Ranney and her colleagues have found that when clients interview a diverse group of strong candidates, they are more likely to hire women and leaders of color. Firm-wide in 2019, 68 percent of the people Koya placed into CEO and other senior leadership roles were women. Of Koya’s placements, 44 percent self-identified as people of color.

The Takeaway: When you are recruiting a CEO or senior leaders to your team, you can intentionally expand your pool of strong candidates by focusing on qualities, skills, and characteristics rather than qualifications. This leads to a more diverse group of qualified candidates, stronger recruitments, and stronger performing businesses.

Gem McCreary headshot over a gray background

Gem McCreary, ’13

Founder and CEO, TalentoTotal, Bogotá, Colombia

The Challenge: How do you present solutions to a problem when an organization doesn’t realize the problem exists? When Gem McCreary, ’13, began working in banking in Colombia in 2016, he reconnected with another Booth classmate, Douglas Nagy, ’13, who worked in consulting. They both noticed little diversity in their respective fields, particularly with respect to Afro-descendant and indigenous employees. An Afro-American business leader himself, he noted similar diversity problems while previously working in Brazil.

The Solution: McCreary and Nagy discovered these communities had limited access to higher education, especially overseas, so there were few job opportunities for them in fields like their own. Meanwhile, local leadership in multinational companies did not prioritize finding racially or ethnically diverse candidates. McCreary realized that to change this situation, he needed a two-pronged approach: increasing enrollment of Afro-descendant and indigenous students in US graduate school programs and also quantitatively demonstrating to companies the importance of diversity.

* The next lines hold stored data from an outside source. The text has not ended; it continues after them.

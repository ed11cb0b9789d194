//! Span extraction from corrected label streams

use crate::config::OutputConfig;
use crate::document::{LabeledLine, Record, Span};
use crate::label::Label;
use crate::window::FlatStream;
use chrono::Utc;
use tracing::debug;

/// Accumulates one document's reconstructed text and spans
///
/// The text is the concatenation of the document's lines with leading
/// whitespace of the whole document removed. Offsets count characters
/// and span ends are inclusive.
#[derive(Debug, Clone, Default)]
pub struct SpanBuilder {
    text: String,
    chars: usize,
    start: usize,
    open: Option<Label>,
    spans: Vec<Span>,
}

impl SpanBuilder {
    #[must_use]
    pub fn new() -> Self {
        Self::default()
    }

    /// Append a line carrying its corrected label
    pub fn push(&mut self, line: &str, label: Label) {
        match self.open {
            Some(open) if open == label => {}
            Some(open) => {
                self.close(open);
                self.open = Some(label);
                self.start = self.chars;
            }
            None => {
                self.open = Some(label);
                self.start = self.chars;
            }
        }

        let piece = if self.text.is_empty() {
            line.trim_start()
        } else {
            line
        };
        self.text.push_str(piece);
        self.chars += piece.chars().count();
    }

    fn close(&mut self, label: Label) {
        if !label.is_sentinel() && self.chars > self.start {
            self.spans
                .push(Span::new(self.start, self.chars - 1, label));
        }
    }

    /// Flush the open span and return the text with its spans
    #[must_use]
    pub fn finish(mut self) -> (String, Vec<Span>) {
        if let Some(open) = self.open.take() {
            self.close(open);
        }
        (self.text, self.spans)
    }
}

/// Spans of a single labelled document
#[must_use]
pub fn spans_for(lines: &[LabeledLine]) -> (String, Vec<Span>) {
    let mut builder = SpanBuilder::new();
    for line in lines {
        builder.push(&line.text, line.label);
    }
    builder.finish()
}

/// Records produced from one flat stream
#[derive(Debug, Clone, Default)]
pub struct Extraction {
    /// One record per surviving document, in input order
    pub records: Vec<Record>,

    /// Documents without spans or text
    pub skipped: usize,
}

/// Walks a corrected stream and emits one record per document
#[derive(Debug, Clone, Copy)]
pub struct SpanExtractor<'a> {
    output: &'a OutputConfig,
}

impl<'a> SpanExtractor<'a> {
    #[must_use]
    pub const fn new(output: &'a OutputConfig) -> Self {
        Self { output }
    }

    /// `labels` holds the corrected label of every stream position
    #[must_use]
    pub fn extract(&self, stream: &FlatStream, labels: &[Label]) -> Extraction {
        let mut extraction = Extraction::default();
        let mut current: Option<usize> = None;
        let mut builder = SpanBuilder::new();

        for (i, (line, label)) in stream.lines().iter().zip(labels).enumerate() {
            if let Some(doc) = stream.document_ending_at(i) {
                let finished = std::mem::take(&mut builder);
                if current == Some(doc) {
                    self.emit(stream, doc, finished, &mut extraction);
                }
                current = None;
            }
            if let Some(doc) = stream.document_starting_at(i) {
                current = Some(doc);
                builder = SpanBuilder::new();
            }

            if let (Some(_), Some(text)) = (current, line.text()) {
                builder.push(text, *label);
            }
        }

        // A stream cut short of its trailing padding still flushes
        if let Some(doc) = current {
            self.emit(stream, doc, builder, &mut extraction);
        }

        extraction
    }

    fn emit(&self, stream: &FlatStream, doc: usize, builder: SpanBuilder, out: &mut Extraction) {
        let (text, spans) = builder.finish();
        if spans.is_empty() || text.is_empty() {
            debug!("Document {doc} produced no spans, skipping");
            out.skipped += 1;
            return;
        }

        // The raw input text is superseded by the trimmed text the offsets refer to
        let mut metadata = stream.documents()[doc].metadata.clone();
        metadata.remove("text");
        for field in &self.output.strip_fields {
            metadata.remove(field);
        }

        out.records.push(Record {
            metadata,
            labels: spans,
            text: self.output.include_text.then_some(text),
            modified: self
                .output
                .timestamp
                .then(|| Utc::now().timestamp_millis()),
        });
    }
}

Since multinational firms rely on MBA graduates for new leadership talent, enrolling Afro-descendant and indigenous students into top US graduate schools would give firms a pipeline of potential employees to improve diversity. Recalling his own background, he knew if these students were to apply and enroll in top US graduate schools, they would need significant support networks, like the kind he relied on at Booth.

He began by reaching out to companies, using data on race and ethnicity gathered by organizations such as the Inter-American Development Bank, the United Nations, and other groups to show statistically the gaps in diversity and inclusion initiatives at multinational companies. When pointing out the problem, he also offered a solution: he would find the talent in underrepresented communities. “You can’t fix anything if you can’t measure it, address it, or see it,” he said. “I used that data to really drive home the point that I was trying to make.”

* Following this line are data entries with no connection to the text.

impl WizardController {
    pub fn new() -> Self {
        Self {
            step: Step::Intake(IntakeStep::new("")),
            data: WizardState::default(),
            next_token: RequestToken::first(),
        }
    }

    pub fn current_step(&self) -> StepKind {
        self.step.kind()
    }

    pub fn step(&self) -> &Step {
        &self.step
    }

    pub fn state(&self) -> &WizardState {
        &self.data
    }

    fn issue_token(&mut self) -> RequestToken {
        let token = self.next_token;
        self.next_token = token.next();
        token
    }

    // ----- intake -----

    pub fn submit_listing(&mut self, raw_url: &str) -> Result<Issued, WizardError> {
        let token = self.next_token;
        let current = self.current_step();
        let Step::Intake(intake) = &mut self.step else {
            return Err(wrong_step(current, StepKind::Intake));
        };
        if intake.is_loading() {
            debug!(target = "realtypost.wizard", token = token.value(), "pending scrape superseded");
        }
        let listing_url = match validate_listing_url(raw_url) {
            Ok(url) => url,
            Err(err) => {
                intake.listing_url = raw_url.trim().to_string();
                intake.status = IntakeStatus::Failed {
                    message: err.detail().to_string(),
                };
                return Err(err);
            }
        };
        let request = intake.begin(listing_url.clone(), token);
        self.issue_token();
        self.data.listing_url = listing_url;
        debug!(target = "realtypost.wizard", token = token.value(), "scrape issued");
        Ok(Issued::Scrape { token, request })
    }

    pub fn complete_scrape(
        &mut self,
        token: RequestToken,
        result: Result<ScrapeResponse, TransportError>,
    ) -> Delivery {
        let Step::Intake(intake) = &mut self.step else {
            debug!(target = "realtypost.wizard", token = token.value(), "stale scrape response");
            return Delivery::Stale;
        };
        let outcome = intake.accept(token, result);
        let delivery = outcome.delivery();
        match outcome {
            IntakeOutcome::Ready { session_id, images } => {
                // intake only reports Ready while it is the active step
                if let Err(err) = self.advance(Advance::Listing { session_id, images }) {
                    debug!(target = "realtypost.wizard", error = %err, "listing advance rejected");
                }
            }
            IntakeOutcome::Failed(message) => {
                info!(target = "realtypost.wizard", %message, "scrape failed");
            }
            IntakeOutcome::Stale => {
                debug!(target = "realtypost.wizard", token = token.value(), "stale scrape response");
            }
        }
        delivery
    }

    // ----- curation -----

    fn curation_mut(&mut self) -> Result<&mut ImageCuration, WizardError> {
        let current = self.current_step();
        match &mut self.step {
            Step::Curation(curation) => Ok(curation),
            _ => Err(wrong_step(current, StepKind::Curation)),
        }
    }

    pub fn set_mode(&mut self, mode: SelectionMode) -> Result<(), WizardError> {
        self.curation_mut()?.set_mode(mode);
        Ok(())
    }

    pub fn click_image(&mut self, image: &ImageRef) -> Result<ClickOutcome, WizardError> {
        let curation = self.curation_mut()?;
        let outcome = curation.click_image(image);
        let hero = curation.hero().cloned();
        let details = curation.details().to_vec();
        self.data.hero = hero;
        self.data.details = details;
        Ok(outcome)
    }

    pub fn continue_to_form(&mut self) -> Result<Transition, WizardError> {
        let selection = self.curation_mut()?.complete().ok_or_else(|| {
            WizardError::invalid_transition(
                StepKind::Curation,
                "select 1 hero image and 3 detail images",
            )
        })?;
        self.advance(Advance::Selection(selection))
    }

    // ----- property form -----

    pub fn submit_property(&mut self, draft: PropertyDraft) -> Result<Transition, WizardError> {
        let current = self.current_step();
        let Step::Form(form) = &mut self.step else {
            return Err(wrong_step(current, StepKind::Form));
        };
        let parsed = draft.parse();
        form.draft = draft;
        match parsed {
            Ok(record) => {
                form.errors.clear();
                self.advance(Advance::Property(record))
            }
            Err(errors) => {
                form.errors = errors.clone();
                Err(WizardError::validation(errors))
            }
        }
    }

    // ----- generation -----

    pub fn complete_generation(
        &mut self,
        token: RequestToken,
        result: Result<GenerateResponse, TransportError>,
    ) -> Delivery {
        let Step::Generation(generation) = &mut self.step else {
            debug!(target = "realtypost.wizard", token = token.value(), "stale generate response");
            return Delivery::Stale;
        };
        let delivery = generation.lifecycle.complete(token, result);
        match (delivery, generation.lifecycle.state()) {
            (Delivery::Stale, _) => {
                debug!(target = "realtypost.wizard", token = token.value(), "stale generate response")
            }
            (_, GenerationState::Failed { message }) => {
                info!(target = "realtypost.wizard", %message, "generation failed")
            }
            _ => info!(target = "realtypost.wizard", token = token.value(), "generation succeeded"),
        }
        delivery
    }

    pub fn retry_generation(&mut self) -> Result<Issued, WizardError> {
        let token = self.next_token;
        let current = self.current_step();
        let Step::Generation(generation) = &mut self.step else {
            return Err(wrong_step(current, StepKind::Generation));
        };
        let request = generation.lifecycle.retry(token)?;
        let attempt = generation.lifecycle.attempts();
        self.issue_token();
        info!(
            target = "realtypost.wizard",
            token = token.value(),
            attempt,
            "generation retried"
        );
        Ok(Issued::Generate { token, request })
    }

    // ----- navigation -----

    /// Moves forward one step. Only the payload matching the active step is
    /// accepted; there is no way to skip ahead.
    pub fn advance(&mut self, payload: Advance) -> Result<Transition, WizardError> {
        let from = self.current_step();
        if payload.source() != from {
            return Err(WizardError::invalid_transition(
                from,
                format!("cannot complete the {} step from here", payload.source()),
            ));
        }
        let issued = match payload {
            Advance::Listing { session_id, images } => {
                if session_id.trim().is_empty() || images.is_empty() {
                    return Err(WizardError::invalid_transition(
                        from,
                        "listing requires a session and at least one image",
                    ));
                }
                let curation = ImageCuration::restore(
                    images.clone(),
                    self.data.hero.take(),
                    &std::mem::take(&mut self.data.details),
                );
                self.data.hero = curation.hero().cloned();
                self.data.details = curation.details().to_vec();
                self.data.session_id = Some(session_id);
                self.data.images = images;
                self.step = Step::Curation(curation);
                None
            }
            Advance::Selection(selection) => {
                let in_pool = std::iter::once(&selection.hero)
                    .chain(selection.details.iter())
                    .all(|image| self.data.images.contains(image));
                let Some(session_id) = self.data.session_id.clone().filter(|_| in_pool) else {
                    return Err(WizardError::invalid_transition(
                        from,
                        "selection does not belong to the scraped listing",
                    ));
                };
                self.data.hero = Some(selection.hero.clone());
                self.data.details = selection.details.to_vec();
                let draft = self
                    .data
                    .property
                    .as_ref()
                    .map(PropertyDraft::from)
                    .unwrap_or_default();
                self.step = Step::Form(FormStep {
                    session_id,
                    selection,
                    draft,
                    errors: Vec::new(),
                });
                None
            }
            Advance::Property(record) => {
                let Step::Form(form) = &self.step else {
                    return Err(wrong_step(from, StepKind::Form));
                };
                let request = GenerateRequest {
                    session_id: form.session_id.clone(),
                    hero_image_url: form.selection.hero.clone(),
                    detail_images: form.selection.details.to_vec(),
                    property_info: record.clone(),
                };
                let selection = form.selection.clone();
                let token = self.issue_token();
                self.data.property = Some(record);
                self.step = Step::Generation(GenerationStep {
                    selection,
                    lifecycle: GenerationLifecycle::start(request.clone(), token),
                });
                Some(Issued::Generate { token, request })
            }
        };
        let to = self.current_step();
        info!(target = "realtypost.wizard", %from, %to, "step advanced");
        Ok(Transition { from, to, issued })
    }

    /// Steps back once without discarding collected data. A pending request
    /// from the step being left becomes stale.
    pub fn go_back(&mut self) -> Transition {
        let from = self.current_step();
        let previous = match &self.step {
            Step::Intake(_) => None,
            Step::Curation(_) => Some(Step::Intake(IntakeStep::new(self.data.listing_url.clone()))),
            Step::Form(_) => Some(Step::Curation(ImageCuration::restore(
                self.data.images.clone(),
                self.data.hero.clone(),
                &self.data.details,
            ))),
            Step::Generation(generation) => Some(Step::Form(FormStep {
                session_id: generation.lifecycle.request().session_id.clone(),
                selection: generation.selection.clone(),
                draft: self
                    .data
                    .property
                    .as_ref()
                    .map(PropertyDraft::from)
                    .unwrap_or_default(),
                errors: Vec::new(),
            })),
        };
        if let Some(step) = previous {
            self.step = step;
        }
        let to = self.current_step();
        debug!(target = "realtypost.wizard", %from, %to, "step back");
        Transition {
            from,
            to,
            issued: None,
        }
    }

    /// Returns to intake and clears everything collected. Hands back the
    /// collaborator session that was abandoned, if any.
    pub fn reset(&mut self) -> Option<String> {
        let released = self.data.session_id.take();
        self.data = WizardState::default();
        self.step = Step::Intake(IntakeStep::new(""));
        info!(target = "realtypost.wizard", "wizard reset");
        released
    }

    pub fn snapshot(&self) -> WizardView {
        let current = self.current_step();
        let progress = StepKind::ALL
            .iter()
            .map(|kind| ProgressEntry {
                number: kind.number(),
                label: kind.label(),
                reached: kind.number() <= current.number(),
                completed: kind.number() < current.number(),
            })
            .collect();
        let step = match &self.step {
            Step::Intake(intake) => StepView::Intake {
                listing_url: intake.listing_url.clone(),
                status: intake.status.clone(),
            },
            Step::Curation(curation) => StepView::Curation {
                mode: curation.mode(),
                tiles: curation.tiles(),
                detail_count: curation.details().len(),
                can_proceed: curation.can_proceed(),
            },
            Step::Form(form) => StepView::Form {
                draft: form.draft.clone(),
                errors: form.errors.clone(),
            },
            Step::Generation(generation) => StepView::Generation {
                status: generation.lifecycle.state().clone(),
                attempts: generation.lifecycle.attempts(),
                share_text: generation.lifecycle.artifact().map(|a| a.share_text()),
            },
        };
        WizardView {
            current_step: current.number(),
            step_label: current.label(),
            can_go_back: current.previous().is_some(),
            progress,
            session_id: self.data.session_id.clone(),
            images: self.data.images.clone(),
            hero: self.data.hero.clone(),
            details: self.data.details.clone(),
            property: self.data.property.clone(),
            step,
        }
    }
}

In 2017 McCreary and Nagy founded TalentoTotal to increase the number of Afro-descendant and indigenous students enrolling in US MBA and law school programs who would go on to work in job placements in Latin America. First, TalentoTotal selects up to 24 candidates each from these underrepresented communities for its MBA and law school programs. Then, these students receive 12 months of guidance and strategy to help them understand the application process and apply to schools in the United States and Europe. When enrolled, each candidate is paired with a local coach for further support.

McCreary, who serves as TalentoTotal’s CEO, said the organization’s first candidate is currently enrolled in an MBA program and has already been hired by the Brazilian office of a large consulting firm. That individual is one of the first black analysts hired by the firm in the 30 years it has operated in Brazil, a country with a majority Afro-descent population.

The Takeaway: Talented employees exist in every culture. Employers should deeply understand the data on the potential gaps at their own companies to guide more inclusive hiring efforts.